Viennale 2025. 3 Más políticas urgentes
Josefina Sartora

Tales of a Wounded Land. Abbas Fahdel, Líbano/2025
Este fue un día muy particular. Amanecí con el resultado de las elecciones, en las que el pueblo argentino se disparó en el pie, en un suicidio colectivo inconcebible e inaceptable. Después, el documental de Abbas Fahdel sobre la destrucción que Israel operó en el sur del Líbano en 2024: Tales of a Wounded Land. Imágenes impactantes, terroríficas, sobre una ciudad destruida totalmente, reducida a escombros. Comienza el film con un cortejo fúnebre, la imagen aérea de una larguísima procesión de gente portando ataúdes a través de las ruinas. Muchos ataúdes.
Sigue un flashback al comienzo de la guerra, quince meses antes, cuando su esposa y su hija se preparan para dejar esa ciudad, mientras los altoparlantes urgen a la población a evacuarla y las bombas caen indiscriminadamente, derribando edificios. Fahdel filmó esa destrucción despiadada.

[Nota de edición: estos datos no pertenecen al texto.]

//! HTTP API configuration

use serde::{Deserialize, Serialize};

/// HTTP API server configuration
#[derive(Debug, Clone, Serialize, Deserialize)]
#[serde(default)]
pub struct HttpConfig {
    /// Listen address for HTTP server (e.g., "0.0.0.0:5000")
    pub listen_addr: String,
    /// API keys for authentication (empty = no auth required)
    pub api_keys: Vec<String>,
    /// Enable CORS (useful for browser-based clients)
    pub cors_enabled: bool,
}

impl Default for HttpConfig {
    fn default() -> Self {
        Self {
            listen_addr: "127.0.0.1:5000".to_string(),
            api_keys: Vec::new(),
            cors_enabled: true,
        }
    }
}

Regreso al momento del cese del fuego. La familia regresa a la ciudad para confrontar con el desastre, visita vecinos, busca lugares conocidos que hoy cuesta encontrar o reconocer, dialoga con los sobrevivientes. “Gracias a Dios está usted vivo” es la frase que repite la mujer una y otra vez. La respuesta es unánime: no lograrán eliminarlos, reconstruirán su vida, sus casas, sus parques, y tampoco lograrán eliminar su historia y su memoria. “Ellos” nunca son identificados, mi nombrados. Pero sabemos que son los israelíes que hoy destruyen Gaza. Y destruyen el sur del Líbano porque supone que allí puede refugiarse el enemigo.
Un film contundente, impactante, en primera persona -su mujer Nour Balluk es la productora- que focaliza en su hija de cinco años, el futuro árabe, la resiliencia, la esperanza por una vida que continúa. Fahdel culmina con esta una obra valiosa que ha documentado la realidad libanesa antes y después de la destrucción.

A continuación vi Ken (Yes) de Navad Lapid, Francia-Israel-Alemania/2025.
Había que tener estómago para presenciar un cuadro de situación en la sociedad israelí, un mundo donde reina la banalidad de fiestas, funcionarios altivos, un mundo aparte que no parece tomar conciencia de la tragedia que han ocasionado. Una pareja de músicos en su cotidianeidad más frívola, pendientes de contratos y actuaciones, del comercio sexual y con una difícil relación personal. En un momento, él sale de Tel Aviv y se acerca a los territorios que están bombardeando a lo lejos, sin cesar. Obviamente el film pretende ser una crítica satírica, pero ¿cómo se vive con eso? ¿Hay lugar para el arte en una situación extrema? Para colmo, él es un payaso profesional, pavada de símbolo. Fugazmente, vemos una obra de Georg Grosz, quien también hizo una crítica mordaz a la República de Weimar pre Hitler. Todo culmina con un himno fascista encargado por un ruso, ni más ni menos. Sutilezas, ausentes.